■ INFORMATION SHOWN
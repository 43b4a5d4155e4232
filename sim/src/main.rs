use std::error::Error;
use std::path::PathBuf;
use std::sync::Arc;
use std::time::Duration;

use calib_kinematics::dataset::generate_all;
use calib_kinematics::{KinematicModel, ModelConfig};
use clap::Parser;
use sim::session::{DEFAULT_RATE_HZ, SHUTDOWN_TIMEOUT};
use sim::{ArmPreset, LogSink, Session, SweepInput};
use tracing::{error, info, warn};
use tracing_subscriber::EnvFilter;

/// Headless calibration session: sweeps the arm, evaluates the nominal and
/// real chains, and logs where they disagree.
#[derive(Parser, Debug)]
#[command(version, about, long_about = None)]
struct Args {
    /// JSON model configuration. Falls back to the built-in preset.
    #[arg(long)]
    config: Option<PathBuf>,

    /// Built-in arm used when no configuration file is given.
    #[arg(long, value_enum, default_value_t = ArmPreset::Demo6)]
    preset: ArmPreset,

    /// Write the general and circle datasets to the configured paths and exit.
    #[arg(long)]
    generate: bool,

    /// Seconds to run. Runs until Ctrl-C when omitted.
    #[arg(long)]
    duration: Option<f64>,

    /// Evaluations per second.
    #[arg(long, default_value_t = DEFAULT_RATE_HZ)]
    rate: f64,

    /// Seed for the general dataset sampler.
    #[arg(long, default_value_t = 0)]
    seed: u64,

    /// Period of the headless joint sweep, in seconds.
    #[arg(long, default_value_t = 8.0)]
    sweep_period: f64,
}

fn main() -> Result<(), Box<dyn Error + Send + Sync>> {
    tracing_subscriber::fmt()
        .with_env_filter(EnvFilter::try_from_default_env().unwrap_or_else(|_| EnvFilter::new("info")))
        .init();

    let args = Args::parse();
    let runtime = tokio::runtime::Runtime::new()?;
    let result = runtime.block_on(run(args));
    // Leftover tasks get the same grace period as the input thread.
    runtime.shutdown_timeout(SHUTDOWN_TIMEOUT);
    result
}

async fn run(args: Args) -> Result<(), Box<dyn Error + Send + Sync>> {
    let config = match &args.config {
        Some(path) => ModelConfig::from_file(path)?,
        None => {
            info!("No configuration given, using {:?} preset", args.preset);
            args.preset.config()
        }
    };
    let model = match KinematicModel::from_config(&config) {
        Ok(model) => Arc::new(model),
        Err(e) => {
            error!("Invalid model configuration: {}", e);
            return Err(e.into());
        }
    };

    if args.generate {
        let summary = generate_all(&model, args.seed)?;
        info!(
            "Generated {} general, {} base-circle and {} tool-circle samples",
            summary.general, summary.base_circle, summary.tool_circle
        );
        return Ok(());
    }

    let duration = match args.duration {
        Some(secs) if secs.is_finite() && secs > 0.0 => Some(Duration::from_secs_f64(secs)),
        Some(secs) => return Err(format!("--duration must be positive, got {secs}").into()),
        None => None,
    };
    if !(args.sweep_period.is_finite() && args.sweep_period > 0.0) {
        return Err(format!("--sweep-period must be positive, got {}", args.sweep_period).into());
    }

    let session = Session::new(model.clone(), args.rate)?;

    let running = session.running();
    tokio::spawn(async move {
        match tokio::signal::ctrl_c().await {
            Ok(()) => {
                info!("Ctrl-C received, stopping");
                running.stop();
            }
            Err(e) => warn!("Could not listen for Ctrl-C: {}", e),
        }
    });

    let sweep = SweepInput::new(
        model.general_limits().clone(),
        Duration::from_secs_f64(args.sweep_period),
    );
    let mut sink = LogSink::new();
    let report = session.run(sweep, &mut sink, duration).await?;

    info!(
        "Session finished: {} frames, input {:?}, last tip error {:.6}",
        report.frames,
        report.shutdown,
        sink.last_error()
    );
    info!("{}", serde_json::to_string(&report)?);
    Ok(())
}
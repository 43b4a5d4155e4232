//! Joint limits and the Cartesian workspace bound.

use nalgebra::Point3;
use serde::{Deserialize, Serialize};

use crate::{KinematicsError, Result};

/// High/low limit pair per joint, in radians.
#[derive(Serialize, Deserialize, Debug, Clone, PartialEq)]
pub struct JointLimits {
    pub high: Vec<f64>,
    pub low: Vec<f64>,
}

impl JointLimits {
    pub fn new(high: Vec<f64>, low: Vec<f64>) -> Result<Self> {
        if high.len() != low.len() {
            return Err(KinematicsError::dimension("joint limits", high.len(), low.len()));
        }
        Ok(Self { high, low })
    }

    pub fn len(&self) -> usize {
        self.high.len()
    }

    pub fn is_empty(&self) -> bool {
        self.high.is_empty()
    }

    /// Midpoint of each joint's range.
    pub fn midpoint(&self) -> Vec<f64> {
        self.high
            .iter()
            .zip(&self.low)
            .map(|(h, l)| (h + l) / 2.0)
            .collect()
    }

    /// Clamps `value` into joint `index`'s range, or `None` past the last joint.
    pub fn clamp(&self, index: usize, value: f64) -> Option<f64> {
        self.range(index).map(|(lo, hi)| value.clamp(lo, hi))
    }

    /// `(min, max)` of joint `index`. The pair may be stored in either order.
    pub fn range(&self, index: usize) -> Option<(f64, f64)> {
        let (h, l) = (*self.high.get(index)?, *self.low.get(index)?);
        Some((h.min(l), h.max(l)))
    }

    /// Ordered ranges of every joint.
    pub fn ranges(&self) -> impl Iterator<Item = (f64, f64)> + '_ {
        self.high.iter().zip(&self.low).map(|(h, l)| (h.min(*l), h.max(*l)))
    }

    pub fn contains(&self, angles: &[f64]) -> bool {
        angles.len() == self.len() && angles.iter().zip(self.ranges()).all(|(a, (lo, hi))| (lo..=hi).contains(a))
    }
}

/// Axis-aligned box `[[xmin, xmax], [ymin, ymax], [zmin, zmax]]`.
#[derive(Serialize, Deserialize, Debug, Clone, Copy, PartialEq)]
pub struct WorkspaceBounds {
    pub x: [f64; 2],
    pub y: [f64; 2],
    pub z: [f64; 2],
}

impl WorkspaceBounds {
    pub fn from_pairs(pairs: &[Vec<f64>]) -> Result<Self> {
        if pairs.len() != 3 {
            return Err(KinematicsError::dimension("cartesian_limits", 3, pairs.len()));
        }
        let mut axes = [[0.0; 2]; 3];
        for (axis, pair) in axes.iter_mut().zip(pairs) {
            match pair.as_slice() {
                [lo, hi] => *axis = [lo.min(*hi), lo.max(*hi)],
                _ => {
                    return Err(KinematicsError::dimension(
                        "cartesian_limits pair",
                        2,
                        pair.len(),
                    ))
                }
            }
        }
        Ok(Self {
            x: axes[0],
            y: axes[1],
            z: axes[2],
        })
    }

    pub fn contains(&self, p: &Point3<f64>) -> bool {
        (self.x[0]..=self.x[1]).contains(&p.x)
            && (self.y[0]..=self.y[1]).contains(&p.y)
            && (self.z[0]..=self.z[1]).contains(&p.z)
    }
}
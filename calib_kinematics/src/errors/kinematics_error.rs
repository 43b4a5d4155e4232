use thiserror::Error;

/// Errors raised by the transform engine and its configuration layer.
///
/// None of these are transient; they mean a caller or a configuration file
/// broke the contract, so nothing in the crate retries them.
#[derive(Debug, Error)]
pub enum KinematicsError {
    /// Unknown parameter-set selector, non-unit rotation axis, bad convention flag.
    #[error("Invalid argument: {0}")]
    InvalidArgument(String),

    /// A vector did not have the length the model was configured with.
    #[error("Dimension mismatch in {context}: expected {expected}, got {actual}")]
    DimensionMismatch {
        context: String,
        expected: usize,
        actual: usize,
    },

    /// A required configuration field was absent.
    #[error("Missing configuration field `{0}`")]
    MissingConfiguration(String),

    #[error("Could not read configuration {path}: {source}")]
    ConfigRead {
        path: String,
        #[source]
        source: std::io::Error,
    },

    #[error("Could not parse configuration: {0}")]
    ConfigParse(#[from] serde_json::Error),

    /// Dataset persistence failed.
    #[error("Dataset error: {0}")]
    Dataset(String),

    #[error("Could not spawn input thread: {0}")]
    Spawn(#[source] std::io::Error),
}

impl KinematicsError {
    pub(crate) fn dimension(context: impl Into<String>, expected: usize, actual: usize) -> Self {
        KinematicsError::DimensionMismatch {
            context: context.into(),
            expected,
            actual,
        }
    }

    pub(crate) fn missing(field: &str) -> Self {
        KinematicsError::MissingConfiguration(field.to_string())
    }
}

impl From<csv::Error> for KinematicsError {
    fn from(e: csv::Error) -> Self {
        KinematicsError::Dataset(e.to_string())
    }
}

pub type Result<T> = std::result::Result<T, KinematicsError>;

■ PROBLEM TO WORK ON
What are the lines of the data above that include the string "field"? Copy them.

■ SOLUTION
    /// A required configuration field was absent.
    #[error("Missing configuration field `{0}`")]
    pub(crate) fn missing(field: &str) -> Self {
        KinematicsError::MissingConfiguration(field.to_string())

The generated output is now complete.